Material for this exercise |
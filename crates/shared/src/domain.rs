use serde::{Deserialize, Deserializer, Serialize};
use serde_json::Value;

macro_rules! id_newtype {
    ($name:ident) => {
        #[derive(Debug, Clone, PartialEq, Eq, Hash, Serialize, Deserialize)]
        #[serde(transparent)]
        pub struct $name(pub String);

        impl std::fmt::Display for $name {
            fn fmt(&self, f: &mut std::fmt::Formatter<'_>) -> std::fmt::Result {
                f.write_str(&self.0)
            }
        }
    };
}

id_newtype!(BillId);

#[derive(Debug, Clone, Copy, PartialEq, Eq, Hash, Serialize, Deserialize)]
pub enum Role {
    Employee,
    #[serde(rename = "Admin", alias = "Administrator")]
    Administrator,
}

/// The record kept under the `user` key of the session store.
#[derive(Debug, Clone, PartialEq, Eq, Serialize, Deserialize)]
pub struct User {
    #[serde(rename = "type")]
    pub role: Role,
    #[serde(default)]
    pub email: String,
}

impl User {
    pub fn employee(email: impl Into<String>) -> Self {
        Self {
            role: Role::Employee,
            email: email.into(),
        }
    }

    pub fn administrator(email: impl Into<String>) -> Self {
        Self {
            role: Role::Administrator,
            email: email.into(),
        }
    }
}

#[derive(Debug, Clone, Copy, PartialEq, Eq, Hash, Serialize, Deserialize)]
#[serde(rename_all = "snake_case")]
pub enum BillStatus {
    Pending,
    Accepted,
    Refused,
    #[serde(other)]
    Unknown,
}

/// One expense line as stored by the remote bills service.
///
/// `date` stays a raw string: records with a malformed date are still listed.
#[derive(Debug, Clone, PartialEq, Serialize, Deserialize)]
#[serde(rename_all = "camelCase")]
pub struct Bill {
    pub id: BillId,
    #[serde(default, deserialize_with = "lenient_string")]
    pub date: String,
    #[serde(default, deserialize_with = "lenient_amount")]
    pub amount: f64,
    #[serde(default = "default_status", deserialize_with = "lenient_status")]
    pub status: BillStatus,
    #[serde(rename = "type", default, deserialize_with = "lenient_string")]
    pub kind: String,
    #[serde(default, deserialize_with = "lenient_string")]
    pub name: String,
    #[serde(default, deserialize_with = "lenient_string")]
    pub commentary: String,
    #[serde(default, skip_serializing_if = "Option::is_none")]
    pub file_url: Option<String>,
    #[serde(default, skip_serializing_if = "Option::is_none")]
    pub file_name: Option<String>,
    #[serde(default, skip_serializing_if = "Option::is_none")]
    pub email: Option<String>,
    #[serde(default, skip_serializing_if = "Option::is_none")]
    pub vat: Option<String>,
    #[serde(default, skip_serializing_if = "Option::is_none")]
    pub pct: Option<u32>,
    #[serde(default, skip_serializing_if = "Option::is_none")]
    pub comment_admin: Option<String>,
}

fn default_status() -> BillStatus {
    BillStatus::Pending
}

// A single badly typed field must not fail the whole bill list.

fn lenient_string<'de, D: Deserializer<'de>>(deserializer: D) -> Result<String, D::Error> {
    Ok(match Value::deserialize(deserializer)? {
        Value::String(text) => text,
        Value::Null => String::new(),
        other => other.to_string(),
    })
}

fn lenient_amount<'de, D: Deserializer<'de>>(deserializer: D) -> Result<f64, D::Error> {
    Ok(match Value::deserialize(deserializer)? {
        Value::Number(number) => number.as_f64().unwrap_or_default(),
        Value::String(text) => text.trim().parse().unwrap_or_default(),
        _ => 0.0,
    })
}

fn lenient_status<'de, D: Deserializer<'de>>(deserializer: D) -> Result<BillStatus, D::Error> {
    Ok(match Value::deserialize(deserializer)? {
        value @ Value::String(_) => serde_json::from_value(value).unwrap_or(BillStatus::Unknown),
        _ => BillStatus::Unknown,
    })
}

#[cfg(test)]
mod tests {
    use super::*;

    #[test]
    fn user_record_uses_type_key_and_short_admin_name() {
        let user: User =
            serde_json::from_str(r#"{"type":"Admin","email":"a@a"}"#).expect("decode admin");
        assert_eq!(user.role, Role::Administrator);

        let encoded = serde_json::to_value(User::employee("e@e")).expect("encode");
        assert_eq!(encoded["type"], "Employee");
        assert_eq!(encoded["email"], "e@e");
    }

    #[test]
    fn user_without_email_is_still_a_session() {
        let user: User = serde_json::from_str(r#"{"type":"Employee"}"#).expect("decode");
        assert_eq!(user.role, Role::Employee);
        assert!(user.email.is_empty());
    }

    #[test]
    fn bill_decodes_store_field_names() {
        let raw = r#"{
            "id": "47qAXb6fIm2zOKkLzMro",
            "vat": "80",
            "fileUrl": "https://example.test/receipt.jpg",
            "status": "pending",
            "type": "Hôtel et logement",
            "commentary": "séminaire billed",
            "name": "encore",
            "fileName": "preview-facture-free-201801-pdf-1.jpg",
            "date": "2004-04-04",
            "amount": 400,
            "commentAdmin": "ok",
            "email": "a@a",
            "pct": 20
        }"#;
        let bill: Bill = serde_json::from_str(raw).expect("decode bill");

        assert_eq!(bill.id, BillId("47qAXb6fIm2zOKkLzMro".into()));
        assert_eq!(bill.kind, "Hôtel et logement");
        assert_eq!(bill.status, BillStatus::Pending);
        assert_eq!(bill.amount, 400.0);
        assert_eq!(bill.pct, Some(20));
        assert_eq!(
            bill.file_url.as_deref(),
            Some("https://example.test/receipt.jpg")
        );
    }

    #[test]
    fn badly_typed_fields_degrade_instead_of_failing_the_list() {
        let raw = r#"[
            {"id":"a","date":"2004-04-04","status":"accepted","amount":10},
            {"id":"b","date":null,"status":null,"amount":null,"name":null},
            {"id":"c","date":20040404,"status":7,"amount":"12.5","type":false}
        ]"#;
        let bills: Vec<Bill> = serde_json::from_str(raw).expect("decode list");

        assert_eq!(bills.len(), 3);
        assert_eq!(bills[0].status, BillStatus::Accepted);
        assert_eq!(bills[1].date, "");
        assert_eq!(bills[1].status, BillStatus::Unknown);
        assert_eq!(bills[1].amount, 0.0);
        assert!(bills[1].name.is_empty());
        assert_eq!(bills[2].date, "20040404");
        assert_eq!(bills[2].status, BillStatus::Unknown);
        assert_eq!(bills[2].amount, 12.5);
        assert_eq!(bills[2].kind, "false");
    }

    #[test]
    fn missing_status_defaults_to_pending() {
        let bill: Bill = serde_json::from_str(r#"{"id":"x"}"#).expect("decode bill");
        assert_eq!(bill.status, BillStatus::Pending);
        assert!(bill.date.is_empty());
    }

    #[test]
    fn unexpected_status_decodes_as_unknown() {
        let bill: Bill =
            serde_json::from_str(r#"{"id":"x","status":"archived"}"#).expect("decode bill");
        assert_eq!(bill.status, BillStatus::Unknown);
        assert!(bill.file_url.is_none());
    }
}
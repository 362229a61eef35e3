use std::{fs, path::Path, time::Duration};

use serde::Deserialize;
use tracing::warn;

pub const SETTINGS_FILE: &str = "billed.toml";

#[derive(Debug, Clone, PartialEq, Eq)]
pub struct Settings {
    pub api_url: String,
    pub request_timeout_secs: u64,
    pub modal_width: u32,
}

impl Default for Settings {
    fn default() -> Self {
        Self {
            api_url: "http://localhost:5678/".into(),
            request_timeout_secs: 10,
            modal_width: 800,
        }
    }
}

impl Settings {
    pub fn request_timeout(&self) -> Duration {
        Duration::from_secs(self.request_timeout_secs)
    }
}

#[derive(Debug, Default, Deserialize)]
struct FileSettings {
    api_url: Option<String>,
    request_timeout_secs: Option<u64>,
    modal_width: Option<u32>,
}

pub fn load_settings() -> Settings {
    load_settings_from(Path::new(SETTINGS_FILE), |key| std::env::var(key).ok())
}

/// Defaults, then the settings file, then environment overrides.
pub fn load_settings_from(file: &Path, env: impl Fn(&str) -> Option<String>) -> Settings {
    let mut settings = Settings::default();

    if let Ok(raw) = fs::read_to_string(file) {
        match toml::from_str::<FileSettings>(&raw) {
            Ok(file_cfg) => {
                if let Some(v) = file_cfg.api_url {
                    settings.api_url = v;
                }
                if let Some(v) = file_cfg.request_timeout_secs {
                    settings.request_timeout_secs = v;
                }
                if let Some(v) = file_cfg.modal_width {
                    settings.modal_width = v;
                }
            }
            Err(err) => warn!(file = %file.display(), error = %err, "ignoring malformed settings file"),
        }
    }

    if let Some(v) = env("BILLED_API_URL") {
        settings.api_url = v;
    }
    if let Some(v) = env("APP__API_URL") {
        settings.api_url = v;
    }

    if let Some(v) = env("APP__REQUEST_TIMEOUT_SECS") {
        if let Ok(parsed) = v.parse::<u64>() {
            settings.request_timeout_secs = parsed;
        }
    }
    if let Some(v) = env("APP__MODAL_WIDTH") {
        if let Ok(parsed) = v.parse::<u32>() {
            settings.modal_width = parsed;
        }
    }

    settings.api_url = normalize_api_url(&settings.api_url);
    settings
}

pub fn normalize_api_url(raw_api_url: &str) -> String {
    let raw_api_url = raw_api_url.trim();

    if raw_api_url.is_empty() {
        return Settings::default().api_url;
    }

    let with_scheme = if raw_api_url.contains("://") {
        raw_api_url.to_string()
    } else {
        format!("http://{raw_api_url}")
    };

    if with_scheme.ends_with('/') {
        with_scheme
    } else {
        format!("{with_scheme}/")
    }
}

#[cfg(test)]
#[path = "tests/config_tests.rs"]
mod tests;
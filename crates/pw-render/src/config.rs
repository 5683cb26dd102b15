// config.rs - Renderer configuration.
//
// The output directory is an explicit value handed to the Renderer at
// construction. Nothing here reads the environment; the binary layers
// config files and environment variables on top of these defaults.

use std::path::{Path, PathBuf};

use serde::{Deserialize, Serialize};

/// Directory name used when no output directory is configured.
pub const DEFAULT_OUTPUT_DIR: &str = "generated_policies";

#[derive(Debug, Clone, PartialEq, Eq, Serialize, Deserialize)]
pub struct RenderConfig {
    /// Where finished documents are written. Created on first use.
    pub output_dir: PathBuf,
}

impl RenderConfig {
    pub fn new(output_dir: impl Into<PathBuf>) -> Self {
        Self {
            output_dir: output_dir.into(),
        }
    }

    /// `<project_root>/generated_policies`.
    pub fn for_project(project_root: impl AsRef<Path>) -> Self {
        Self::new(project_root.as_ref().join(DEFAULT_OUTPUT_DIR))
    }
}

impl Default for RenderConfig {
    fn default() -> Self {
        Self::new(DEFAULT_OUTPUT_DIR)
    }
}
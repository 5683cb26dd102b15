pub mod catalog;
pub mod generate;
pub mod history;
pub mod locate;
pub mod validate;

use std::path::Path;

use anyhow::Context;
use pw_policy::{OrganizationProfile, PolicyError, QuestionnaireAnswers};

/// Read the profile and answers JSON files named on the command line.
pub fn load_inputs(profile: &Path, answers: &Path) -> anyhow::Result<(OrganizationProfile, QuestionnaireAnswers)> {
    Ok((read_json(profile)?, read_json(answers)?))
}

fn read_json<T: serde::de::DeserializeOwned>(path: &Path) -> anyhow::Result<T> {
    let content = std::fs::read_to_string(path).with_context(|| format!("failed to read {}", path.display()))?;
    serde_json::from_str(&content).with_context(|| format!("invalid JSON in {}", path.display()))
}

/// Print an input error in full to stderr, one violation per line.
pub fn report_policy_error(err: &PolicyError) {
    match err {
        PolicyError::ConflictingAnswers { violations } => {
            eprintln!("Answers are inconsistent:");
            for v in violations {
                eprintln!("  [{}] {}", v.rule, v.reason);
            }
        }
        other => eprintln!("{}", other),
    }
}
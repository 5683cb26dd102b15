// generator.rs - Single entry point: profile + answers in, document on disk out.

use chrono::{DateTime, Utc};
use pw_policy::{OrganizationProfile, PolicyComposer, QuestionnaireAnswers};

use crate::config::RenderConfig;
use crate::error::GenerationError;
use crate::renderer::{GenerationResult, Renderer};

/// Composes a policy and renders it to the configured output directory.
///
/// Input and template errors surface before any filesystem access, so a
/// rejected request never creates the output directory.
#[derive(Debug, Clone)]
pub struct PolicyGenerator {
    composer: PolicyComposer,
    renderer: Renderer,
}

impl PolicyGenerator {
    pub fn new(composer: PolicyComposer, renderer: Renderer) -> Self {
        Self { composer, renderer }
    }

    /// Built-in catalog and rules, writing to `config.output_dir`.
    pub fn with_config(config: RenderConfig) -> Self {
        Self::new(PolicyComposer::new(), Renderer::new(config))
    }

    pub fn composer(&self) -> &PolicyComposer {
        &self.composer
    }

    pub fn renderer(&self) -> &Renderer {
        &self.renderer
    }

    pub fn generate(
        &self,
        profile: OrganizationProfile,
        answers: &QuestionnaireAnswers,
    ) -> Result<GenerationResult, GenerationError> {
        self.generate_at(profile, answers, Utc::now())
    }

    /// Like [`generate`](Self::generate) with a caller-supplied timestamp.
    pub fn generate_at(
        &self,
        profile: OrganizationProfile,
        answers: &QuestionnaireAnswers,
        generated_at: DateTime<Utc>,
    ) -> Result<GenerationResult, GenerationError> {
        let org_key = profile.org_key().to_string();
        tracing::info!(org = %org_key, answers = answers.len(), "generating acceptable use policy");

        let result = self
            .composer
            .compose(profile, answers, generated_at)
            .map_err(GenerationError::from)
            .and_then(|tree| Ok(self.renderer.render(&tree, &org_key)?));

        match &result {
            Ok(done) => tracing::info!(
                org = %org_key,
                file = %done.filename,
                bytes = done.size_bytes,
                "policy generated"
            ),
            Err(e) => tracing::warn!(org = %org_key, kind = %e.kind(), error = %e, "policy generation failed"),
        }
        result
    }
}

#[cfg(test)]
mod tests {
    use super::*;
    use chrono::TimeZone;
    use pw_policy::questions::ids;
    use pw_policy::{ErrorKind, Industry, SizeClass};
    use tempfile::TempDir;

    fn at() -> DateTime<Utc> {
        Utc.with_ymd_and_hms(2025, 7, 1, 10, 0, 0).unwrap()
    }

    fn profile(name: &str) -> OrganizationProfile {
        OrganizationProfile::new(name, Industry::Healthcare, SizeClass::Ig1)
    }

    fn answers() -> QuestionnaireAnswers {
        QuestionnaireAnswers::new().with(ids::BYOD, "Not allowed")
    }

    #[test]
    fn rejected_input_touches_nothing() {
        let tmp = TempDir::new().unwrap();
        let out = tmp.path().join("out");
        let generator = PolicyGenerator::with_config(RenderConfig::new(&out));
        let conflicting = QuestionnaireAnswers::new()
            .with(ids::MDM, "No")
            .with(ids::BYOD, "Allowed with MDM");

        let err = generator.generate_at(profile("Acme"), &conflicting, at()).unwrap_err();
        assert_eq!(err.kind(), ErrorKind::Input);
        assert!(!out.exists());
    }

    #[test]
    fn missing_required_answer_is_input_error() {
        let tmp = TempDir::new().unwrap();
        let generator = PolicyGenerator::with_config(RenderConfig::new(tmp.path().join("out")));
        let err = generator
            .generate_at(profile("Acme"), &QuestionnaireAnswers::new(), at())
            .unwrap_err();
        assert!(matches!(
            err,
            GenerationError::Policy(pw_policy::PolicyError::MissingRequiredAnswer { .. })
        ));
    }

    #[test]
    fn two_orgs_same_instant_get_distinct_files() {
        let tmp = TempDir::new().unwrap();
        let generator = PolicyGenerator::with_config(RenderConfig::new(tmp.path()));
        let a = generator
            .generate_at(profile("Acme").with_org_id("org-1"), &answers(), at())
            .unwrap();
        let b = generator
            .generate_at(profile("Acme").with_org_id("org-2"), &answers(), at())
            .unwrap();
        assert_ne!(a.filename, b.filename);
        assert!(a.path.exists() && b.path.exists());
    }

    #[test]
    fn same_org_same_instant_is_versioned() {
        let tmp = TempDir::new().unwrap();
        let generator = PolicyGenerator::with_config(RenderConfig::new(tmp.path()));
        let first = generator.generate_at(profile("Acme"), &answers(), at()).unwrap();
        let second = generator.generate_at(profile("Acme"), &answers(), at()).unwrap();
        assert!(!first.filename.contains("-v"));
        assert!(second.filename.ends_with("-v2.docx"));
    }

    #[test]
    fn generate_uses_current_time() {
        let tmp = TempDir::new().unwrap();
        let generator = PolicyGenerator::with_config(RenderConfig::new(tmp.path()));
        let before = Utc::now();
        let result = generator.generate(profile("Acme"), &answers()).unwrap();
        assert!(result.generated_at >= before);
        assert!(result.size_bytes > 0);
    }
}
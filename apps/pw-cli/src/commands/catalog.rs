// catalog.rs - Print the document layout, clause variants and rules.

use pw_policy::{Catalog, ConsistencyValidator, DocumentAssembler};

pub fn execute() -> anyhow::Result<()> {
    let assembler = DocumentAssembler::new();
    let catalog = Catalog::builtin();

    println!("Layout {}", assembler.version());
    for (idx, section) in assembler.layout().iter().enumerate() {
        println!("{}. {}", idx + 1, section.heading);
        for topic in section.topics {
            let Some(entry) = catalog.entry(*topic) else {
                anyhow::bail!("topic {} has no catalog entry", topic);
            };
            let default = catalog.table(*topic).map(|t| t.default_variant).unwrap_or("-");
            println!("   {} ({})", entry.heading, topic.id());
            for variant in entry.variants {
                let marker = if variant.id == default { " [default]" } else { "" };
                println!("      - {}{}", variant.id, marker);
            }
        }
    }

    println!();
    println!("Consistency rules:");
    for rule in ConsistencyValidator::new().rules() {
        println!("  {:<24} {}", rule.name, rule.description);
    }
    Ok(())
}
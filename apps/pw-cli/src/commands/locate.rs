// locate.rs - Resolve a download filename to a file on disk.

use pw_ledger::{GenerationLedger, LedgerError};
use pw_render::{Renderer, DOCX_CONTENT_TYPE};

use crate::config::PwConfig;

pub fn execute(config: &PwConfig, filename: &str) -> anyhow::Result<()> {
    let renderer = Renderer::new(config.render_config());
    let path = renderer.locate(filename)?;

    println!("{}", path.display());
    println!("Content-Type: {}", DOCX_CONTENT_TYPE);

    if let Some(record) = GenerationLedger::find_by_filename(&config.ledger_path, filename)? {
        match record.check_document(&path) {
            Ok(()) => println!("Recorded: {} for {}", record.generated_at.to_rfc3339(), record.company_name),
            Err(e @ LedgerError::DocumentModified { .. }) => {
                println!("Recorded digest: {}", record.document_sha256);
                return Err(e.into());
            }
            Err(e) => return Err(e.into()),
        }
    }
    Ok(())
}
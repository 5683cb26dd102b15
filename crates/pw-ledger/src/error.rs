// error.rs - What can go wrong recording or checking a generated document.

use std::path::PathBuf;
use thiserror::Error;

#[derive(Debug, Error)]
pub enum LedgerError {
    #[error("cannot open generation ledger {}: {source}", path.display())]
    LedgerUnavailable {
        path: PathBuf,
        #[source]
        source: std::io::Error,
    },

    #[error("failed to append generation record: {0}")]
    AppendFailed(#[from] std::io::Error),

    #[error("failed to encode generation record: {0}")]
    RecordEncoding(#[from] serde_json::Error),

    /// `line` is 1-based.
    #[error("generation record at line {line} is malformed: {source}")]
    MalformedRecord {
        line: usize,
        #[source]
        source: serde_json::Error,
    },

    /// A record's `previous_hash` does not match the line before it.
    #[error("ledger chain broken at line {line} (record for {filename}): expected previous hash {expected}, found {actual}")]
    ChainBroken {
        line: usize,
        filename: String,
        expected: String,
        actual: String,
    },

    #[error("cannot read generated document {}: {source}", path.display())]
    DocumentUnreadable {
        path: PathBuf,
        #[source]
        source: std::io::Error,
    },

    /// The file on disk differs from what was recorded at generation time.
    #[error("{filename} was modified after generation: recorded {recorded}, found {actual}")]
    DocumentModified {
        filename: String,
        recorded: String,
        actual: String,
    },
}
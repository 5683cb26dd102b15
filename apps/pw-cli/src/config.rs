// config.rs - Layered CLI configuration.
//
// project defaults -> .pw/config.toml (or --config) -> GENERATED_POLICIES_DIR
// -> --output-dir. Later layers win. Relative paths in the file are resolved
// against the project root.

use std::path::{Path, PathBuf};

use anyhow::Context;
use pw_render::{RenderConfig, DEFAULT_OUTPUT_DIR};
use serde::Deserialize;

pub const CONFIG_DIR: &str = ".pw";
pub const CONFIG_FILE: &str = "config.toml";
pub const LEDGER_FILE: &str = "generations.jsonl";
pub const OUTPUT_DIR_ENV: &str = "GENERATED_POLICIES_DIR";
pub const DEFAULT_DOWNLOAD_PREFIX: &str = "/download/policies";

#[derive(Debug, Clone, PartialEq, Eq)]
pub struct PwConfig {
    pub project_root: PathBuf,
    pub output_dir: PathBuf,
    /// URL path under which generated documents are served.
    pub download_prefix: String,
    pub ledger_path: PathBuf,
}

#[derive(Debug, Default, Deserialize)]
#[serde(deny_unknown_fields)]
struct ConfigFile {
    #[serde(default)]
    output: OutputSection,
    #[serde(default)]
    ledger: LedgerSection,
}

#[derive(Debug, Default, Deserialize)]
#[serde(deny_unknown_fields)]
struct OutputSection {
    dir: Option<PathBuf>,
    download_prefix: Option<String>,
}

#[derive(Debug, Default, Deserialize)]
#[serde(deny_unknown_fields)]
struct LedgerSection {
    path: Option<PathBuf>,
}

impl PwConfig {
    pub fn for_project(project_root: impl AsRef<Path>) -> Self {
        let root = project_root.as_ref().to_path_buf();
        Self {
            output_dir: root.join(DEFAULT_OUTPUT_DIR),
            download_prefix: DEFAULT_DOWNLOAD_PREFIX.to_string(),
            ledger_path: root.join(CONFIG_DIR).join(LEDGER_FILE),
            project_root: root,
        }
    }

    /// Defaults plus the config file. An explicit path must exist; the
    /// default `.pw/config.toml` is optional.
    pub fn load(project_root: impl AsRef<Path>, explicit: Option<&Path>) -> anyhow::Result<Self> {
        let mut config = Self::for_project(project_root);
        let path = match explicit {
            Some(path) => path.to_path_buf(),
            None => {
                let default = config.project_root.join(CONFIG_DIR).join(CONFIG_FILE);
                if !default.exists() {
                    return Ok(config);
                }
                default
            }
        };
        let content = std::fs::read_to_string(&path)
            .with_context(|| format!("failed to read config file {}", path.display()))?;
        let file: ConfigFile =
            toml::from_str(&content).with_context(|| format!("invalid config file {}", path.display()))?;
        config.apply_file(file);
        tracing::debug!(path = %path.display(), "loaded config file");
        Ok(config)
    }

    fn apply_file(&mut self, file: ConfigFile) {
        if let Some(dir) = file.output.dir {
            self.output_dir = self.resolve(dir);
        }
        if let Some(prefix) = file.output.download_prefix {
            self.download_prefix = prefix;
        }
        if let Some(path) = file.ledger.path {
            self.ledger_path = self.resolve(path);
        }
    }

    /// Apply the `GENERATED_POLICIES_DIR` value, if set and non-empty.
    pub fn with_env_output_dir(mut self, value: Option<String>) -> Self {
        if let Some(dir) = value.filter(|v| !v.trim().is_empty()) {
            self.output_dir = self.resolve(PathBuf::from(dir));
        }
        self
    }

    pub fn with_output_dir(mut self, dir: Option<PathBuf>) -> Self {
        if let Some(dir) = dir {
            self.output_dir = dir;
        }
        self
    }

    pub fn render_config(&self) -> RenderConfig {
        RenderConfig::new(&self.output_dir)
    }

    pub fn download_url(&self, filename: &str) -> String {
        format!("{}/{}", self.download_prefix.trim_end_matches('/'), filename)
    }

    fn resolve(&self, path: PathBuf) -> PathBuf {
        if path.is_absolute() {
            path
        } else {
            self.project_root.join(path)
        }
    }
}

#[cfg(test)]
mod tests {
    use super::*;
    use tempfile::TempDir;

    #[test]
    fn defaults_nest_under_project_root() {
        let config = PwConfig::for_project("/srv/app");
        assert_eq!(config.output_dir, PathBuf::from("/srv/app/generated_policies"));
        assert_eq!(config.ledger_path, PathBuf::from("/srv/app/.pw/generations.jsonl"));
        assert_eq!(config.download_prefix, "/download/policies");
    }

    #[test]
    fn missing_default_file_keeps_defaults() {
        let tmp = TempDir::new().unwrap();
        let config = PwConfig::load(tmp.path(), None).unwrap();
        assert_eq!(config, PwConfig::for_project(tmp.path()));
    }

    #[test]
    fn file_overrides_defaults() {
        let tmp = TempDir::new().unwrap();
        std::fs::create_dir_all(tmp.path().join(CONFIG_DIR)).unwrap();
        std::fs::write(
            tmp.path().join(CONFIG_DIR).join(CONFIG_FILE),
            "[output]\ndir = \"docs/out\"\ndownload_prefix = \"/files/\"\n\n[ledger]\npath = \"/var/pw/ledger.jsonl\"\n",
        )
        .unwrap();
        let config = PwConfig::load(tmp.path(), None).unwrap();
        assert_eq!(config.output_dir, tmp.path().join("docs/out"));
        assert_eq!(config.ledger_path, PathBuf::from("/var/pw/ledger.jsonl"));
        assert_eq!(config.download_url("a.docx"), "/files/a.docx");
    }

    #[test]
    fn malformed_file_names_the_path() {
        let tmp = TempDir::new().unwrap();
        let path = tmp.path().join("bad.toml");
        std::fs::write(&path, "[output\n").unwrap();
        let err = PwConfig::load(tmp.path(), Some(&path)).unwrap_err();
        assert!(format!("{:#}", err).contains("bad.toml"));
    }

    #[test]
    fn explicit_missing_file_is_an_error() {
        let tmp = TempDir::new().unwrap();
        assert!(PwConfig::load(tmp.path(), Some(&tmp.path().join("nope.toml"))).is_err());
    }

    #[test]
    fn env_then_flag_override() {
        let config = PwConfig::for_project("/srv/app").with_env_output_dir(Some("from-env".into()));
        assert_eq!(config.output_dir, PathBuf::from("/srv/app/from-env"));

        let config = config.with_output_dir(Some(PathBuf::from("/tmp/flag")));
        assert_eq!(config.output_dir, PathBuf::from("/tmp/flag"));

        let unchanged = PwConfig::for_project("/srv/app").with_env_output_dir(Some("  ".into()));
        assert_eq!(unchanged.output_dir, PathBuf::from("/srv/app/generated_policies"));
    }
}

Aim of the exercise |
Filter the entries down to the lines with the word "SizeClass" in them.

Solution to the problem |
    use pw_policy::{ErrorKind, Industry, SizeClass};
        OrganizationProfile::new(name, Industry::Healthcare, SizeClass::Ig1)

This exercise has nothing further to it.